• **Work required**:
Copy out each line of the data holding "into".

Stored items
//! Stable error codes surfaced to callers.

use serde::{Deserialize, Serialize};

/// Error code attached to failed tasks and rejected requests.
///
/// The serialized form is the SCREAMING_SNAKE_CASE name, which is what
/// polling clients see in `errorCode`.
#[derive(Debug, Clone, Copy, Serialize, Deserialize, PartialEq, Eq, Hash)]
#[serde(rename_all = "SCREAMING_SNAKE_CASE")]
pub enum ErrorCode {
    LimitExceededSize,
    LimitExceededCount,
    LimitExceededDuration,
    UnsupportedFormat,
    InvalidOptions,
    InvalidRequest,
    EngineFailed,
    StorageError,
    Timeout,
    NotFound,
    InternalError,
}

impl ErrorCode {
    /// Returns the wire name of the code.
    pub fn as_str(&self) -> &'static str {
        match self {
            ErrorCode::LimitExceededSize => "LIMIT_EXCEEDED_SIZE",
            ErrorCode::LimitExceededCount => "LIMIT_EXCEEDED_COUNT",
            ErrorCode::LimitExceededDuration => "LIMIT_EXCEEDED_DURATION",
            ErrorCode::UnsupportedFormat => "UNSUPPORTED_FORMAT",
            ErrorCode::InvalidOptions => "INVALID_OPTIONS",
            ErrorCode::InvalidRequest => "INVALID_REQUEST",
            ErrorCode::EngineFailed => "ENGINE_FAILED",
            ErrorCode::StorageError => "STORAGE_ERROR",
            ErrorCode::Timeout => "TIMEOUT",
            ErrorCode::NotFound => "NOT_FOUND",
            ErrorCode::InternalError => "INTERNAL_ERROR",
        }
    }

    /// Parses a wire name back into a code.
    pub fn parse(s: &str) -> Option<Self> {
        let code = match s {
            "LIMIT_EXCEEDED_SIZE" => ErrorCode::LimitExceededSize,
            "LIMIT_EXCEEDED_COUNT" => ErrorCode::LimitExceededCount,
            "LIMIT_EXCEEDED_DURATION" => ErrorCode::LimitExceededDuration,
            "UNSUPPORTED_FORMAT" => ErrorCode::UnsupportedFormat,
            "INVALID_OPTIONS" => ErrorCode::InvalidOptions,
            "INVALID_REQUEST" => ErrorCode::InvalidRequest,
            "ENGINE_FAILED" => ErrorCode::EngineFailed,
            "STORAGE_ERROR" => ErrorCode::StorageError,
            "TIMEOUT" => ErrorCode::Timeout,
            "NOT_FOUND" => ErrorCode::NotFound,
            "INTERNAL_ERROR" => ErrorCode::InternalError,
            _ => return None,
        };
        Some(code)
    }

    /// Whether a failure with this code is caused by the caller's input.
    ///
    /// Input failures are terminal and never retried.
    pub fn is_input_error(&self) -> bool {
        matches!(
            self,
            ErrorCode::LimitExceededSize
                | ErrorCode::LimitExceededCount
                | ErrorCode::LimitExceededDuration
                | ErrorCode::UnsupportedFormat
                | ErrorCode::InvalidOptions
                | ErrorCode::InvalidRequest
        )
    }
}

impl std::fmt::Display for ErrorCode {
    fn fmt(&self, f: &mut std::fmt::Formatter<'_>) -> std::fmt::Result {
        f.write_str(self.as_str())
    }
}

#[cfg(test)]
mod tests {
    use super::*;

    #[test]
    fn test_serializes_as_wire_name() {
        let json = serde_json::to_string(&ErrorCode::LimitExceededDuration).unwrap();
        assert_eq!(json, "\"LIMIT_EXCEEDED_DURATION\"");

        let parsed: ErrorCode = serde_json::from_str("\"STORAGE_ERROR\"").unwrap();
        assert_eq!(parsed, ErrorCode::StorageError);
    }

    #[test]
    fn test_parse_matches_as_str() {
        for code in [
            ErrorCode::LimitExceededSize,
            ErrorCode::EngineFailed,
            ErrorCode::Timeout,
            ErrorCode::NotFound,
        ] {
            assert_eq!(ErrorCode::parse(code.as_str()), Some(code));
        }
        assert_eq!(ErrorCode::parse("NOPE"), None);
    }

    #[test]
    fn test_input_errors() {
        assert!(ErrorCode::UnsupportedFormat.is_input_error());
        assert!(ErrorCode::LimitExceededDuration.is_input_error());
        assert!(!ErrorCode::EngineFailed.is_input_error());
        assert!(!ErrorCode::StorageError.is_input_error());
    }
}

* * *

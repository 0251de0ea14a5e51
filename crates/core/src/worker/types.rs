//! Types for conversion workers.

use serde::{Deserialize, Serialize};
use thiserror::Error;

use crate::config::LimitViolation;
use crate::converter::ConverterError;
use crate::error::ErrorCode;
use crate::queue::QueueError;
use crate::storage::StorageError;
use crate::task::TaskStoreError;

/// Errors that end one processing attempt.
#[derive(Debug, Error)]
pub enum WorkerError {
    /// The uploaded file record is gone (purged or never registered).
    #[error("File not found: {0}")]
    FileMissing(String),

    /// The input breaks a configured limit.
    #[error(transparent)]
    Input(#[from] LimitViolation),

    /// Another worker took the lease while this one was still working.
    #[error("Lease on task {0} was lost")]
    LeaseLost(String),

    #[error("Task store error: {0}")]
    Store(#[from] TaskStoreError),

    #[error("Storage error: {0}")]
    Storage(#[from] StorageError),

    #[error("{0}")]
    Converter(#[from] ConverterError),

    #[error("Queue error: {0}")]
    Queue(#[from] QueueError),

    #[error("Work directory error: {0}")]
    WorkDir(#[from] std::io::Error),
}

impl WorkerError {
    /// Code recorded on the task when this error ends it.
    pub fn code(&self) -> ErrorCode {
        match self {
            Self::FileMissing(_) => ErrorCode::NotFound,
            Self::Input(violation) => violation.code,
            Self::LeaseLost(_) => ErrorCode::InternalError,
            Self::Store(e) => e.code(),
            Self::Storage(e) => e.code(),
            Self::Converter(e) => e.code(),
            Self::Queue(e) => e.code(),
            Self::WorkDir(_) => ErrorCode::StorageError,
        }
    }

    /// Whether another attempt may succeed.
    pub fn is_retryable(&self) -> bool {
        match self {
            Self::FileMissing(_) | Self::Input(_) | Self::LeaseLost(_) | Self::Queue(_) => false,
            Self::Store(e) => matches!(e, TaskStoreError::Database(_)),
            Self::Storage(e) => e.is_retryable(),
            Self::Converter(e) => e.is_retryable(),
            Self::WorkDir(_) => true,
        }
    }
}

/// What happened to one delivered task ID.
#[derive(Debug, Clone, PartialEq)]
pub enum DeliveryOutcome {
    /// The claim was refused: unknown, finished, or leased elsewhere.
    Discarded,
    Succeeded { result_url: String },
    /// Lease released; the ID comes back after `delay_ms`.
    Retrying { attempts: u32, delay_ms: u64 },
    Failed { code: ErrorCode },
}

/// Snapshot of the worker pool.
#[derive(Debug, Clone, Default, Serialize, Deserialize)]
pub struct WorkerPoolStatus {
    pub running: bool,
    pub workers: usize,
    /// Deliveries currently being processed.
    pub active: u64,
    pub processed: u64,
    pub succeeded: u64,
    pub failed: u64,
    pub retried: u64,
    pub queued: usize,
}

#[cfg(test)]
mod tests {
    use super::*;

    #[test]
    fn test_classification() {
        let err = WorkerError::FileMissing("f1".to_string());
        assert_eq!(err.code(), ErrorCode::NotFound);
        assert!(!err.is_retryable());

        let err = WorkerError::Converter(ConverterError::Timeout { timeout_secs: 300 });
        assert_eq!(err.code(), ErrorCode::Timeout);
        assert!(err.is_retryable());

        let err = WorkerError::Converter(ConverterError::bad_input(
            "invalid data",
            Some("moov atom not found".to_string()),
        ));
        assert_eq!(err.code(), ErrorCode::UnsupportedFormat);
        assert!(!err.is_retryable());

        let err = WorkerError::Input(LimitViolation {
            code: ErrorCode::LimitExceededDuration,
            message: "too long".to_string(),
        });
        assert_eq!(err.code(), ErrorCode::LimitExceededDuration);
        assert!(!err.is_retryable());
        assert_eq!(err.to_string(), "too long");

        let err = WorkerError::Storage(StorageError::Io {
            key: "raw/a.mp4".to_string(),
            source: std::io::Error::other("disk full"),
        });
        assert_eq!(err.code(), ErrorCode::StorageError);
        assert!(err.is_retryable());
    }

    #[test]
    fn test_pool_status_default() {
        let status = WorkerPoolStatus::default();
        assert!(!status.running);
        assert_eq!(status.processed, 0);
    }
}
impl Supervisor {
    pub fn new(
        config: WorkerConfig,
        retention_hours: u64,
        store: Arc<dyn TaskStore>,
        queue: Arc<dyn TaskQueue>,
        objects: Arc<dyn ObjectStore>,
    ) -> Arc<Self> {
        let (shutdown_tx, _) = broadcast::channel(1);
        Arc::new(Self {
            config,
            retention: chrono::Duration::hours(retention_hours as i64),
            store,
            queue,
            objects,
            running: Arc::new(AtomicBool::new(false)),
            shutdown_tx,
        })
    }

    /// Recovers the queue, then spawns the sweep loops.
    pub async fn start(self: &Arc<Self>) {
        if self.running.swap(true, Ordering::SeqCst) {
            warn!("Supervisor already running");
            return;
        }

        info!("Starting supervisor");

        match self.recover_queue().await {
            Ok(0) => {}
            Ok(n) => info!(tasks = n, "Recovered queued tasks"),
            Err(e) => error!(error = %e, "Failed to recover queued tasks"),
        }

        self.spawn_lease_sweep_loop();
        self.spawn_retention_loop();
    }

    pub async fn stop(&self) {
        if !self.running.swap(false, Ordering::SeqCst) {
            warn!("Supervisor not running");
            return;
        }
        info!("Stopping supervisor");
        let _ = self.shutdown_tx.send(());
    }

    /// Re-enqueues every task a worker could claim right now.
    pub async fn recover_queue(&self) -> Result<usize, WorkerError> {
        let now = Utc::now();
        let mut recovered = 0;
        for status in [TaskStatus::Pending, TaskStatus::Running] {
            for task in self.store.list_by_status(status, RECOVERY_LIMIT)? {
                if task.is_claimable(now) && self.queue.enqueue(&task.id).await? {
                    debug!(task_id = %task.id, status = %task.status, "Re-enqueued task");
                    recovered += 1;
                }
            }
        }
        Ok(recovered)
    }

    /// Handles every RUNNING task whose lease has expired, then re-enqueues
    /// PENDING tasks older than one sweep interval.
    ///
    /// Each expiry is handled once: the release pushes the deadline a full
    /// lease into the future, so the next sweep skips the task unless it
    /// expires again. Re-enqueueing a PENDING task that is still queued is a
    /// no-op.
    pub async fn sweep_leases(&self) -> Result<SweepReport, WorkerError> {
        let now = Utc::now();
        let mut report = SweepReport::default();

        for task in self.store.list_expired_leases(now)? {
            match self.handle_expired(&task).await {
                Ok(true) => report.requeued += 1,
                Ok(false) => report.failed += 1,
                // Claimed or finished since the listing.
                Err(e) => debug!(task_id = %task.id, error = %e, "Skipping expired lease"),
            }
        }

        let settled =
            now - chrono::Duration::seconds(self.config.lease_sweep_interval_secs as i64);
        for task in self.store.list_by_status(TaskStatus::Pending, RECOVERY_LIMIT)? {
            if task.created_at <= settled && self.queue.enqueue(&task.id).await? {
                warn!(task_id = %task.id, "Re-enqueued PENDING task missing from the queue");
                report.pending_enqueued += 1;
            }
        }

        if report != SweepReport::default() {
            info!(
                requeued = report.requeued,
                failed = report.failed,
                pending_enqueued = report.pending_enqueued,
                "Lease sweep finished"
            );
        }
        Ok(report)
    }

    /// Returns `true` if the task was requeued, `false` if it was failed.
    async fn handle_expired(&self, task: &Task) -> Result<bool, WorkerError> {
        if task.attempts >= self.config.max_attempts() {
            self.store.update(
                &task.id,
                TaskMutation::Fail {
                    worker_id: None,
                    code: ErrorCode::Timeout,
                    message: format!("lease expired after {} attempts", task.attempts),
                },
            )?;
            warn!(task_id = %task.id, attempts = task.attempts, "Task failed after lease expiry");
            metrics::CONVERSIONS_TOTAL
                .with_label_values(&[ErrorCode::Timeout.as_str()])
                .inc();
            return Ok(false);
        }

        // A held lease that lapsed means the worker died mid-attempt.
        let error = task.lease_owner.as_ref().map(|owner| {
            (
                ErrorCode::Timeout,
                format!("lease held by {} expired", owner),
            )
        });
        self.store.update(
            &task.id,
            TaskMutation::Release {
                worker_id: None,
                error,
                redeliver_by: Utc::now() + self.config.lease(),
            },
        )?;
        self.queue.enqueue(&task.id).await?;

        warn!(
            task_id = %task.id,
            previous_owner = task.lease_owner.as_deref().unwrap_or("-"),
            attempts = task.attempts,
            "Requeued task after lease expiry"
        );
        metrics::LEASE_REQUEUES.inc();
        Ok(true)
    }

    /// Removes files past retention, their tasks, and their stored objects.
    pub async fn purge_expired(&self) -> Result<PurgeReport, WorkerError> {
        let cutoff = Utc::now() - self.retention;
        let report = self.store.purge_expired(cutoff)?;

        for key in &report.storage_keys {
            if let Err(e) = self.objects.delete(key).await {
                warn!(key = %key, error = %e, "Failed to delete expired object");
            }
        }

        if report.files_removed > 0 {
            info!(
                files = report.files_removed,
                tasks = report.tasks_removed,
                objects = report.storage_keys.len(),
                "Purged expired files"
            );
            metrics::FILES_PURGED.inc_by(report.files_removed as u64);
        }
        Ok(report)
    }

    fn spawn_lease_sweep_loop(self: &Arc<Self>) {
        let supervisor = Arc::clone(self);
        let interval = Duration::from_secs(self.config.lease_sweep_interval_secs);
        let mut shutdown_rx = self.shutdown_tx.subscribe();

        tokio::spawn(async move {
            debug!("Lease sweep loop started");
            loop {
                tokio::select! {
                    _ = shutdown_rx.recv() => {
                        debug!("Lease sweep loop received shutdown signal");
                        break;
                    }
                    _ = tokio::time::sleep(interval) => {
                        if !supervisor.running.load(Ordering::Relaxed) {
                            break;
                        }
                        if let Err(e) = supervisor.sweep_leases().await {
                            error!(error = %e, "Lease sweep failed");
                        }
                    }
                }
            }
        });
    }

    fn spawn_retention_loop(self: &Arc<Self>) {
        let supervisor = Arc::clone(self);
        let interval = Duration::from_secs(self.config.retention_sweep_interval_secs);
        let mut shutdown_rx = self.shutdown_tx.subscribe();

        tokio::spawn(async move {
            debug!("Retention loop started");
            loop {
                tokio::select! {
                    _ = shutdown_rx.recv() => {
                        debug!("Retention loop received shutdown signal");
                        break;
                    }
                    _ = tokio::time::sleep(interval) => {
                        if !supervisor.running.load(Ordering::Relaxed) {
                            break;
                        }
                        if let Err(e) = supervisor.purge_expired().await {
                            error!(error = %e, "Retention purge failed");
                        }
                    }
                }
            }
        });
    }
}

• **Expected answer**:
    /// Parses a wire name back into a code.
    /// lease into the future, so the next sweep skips the task unless it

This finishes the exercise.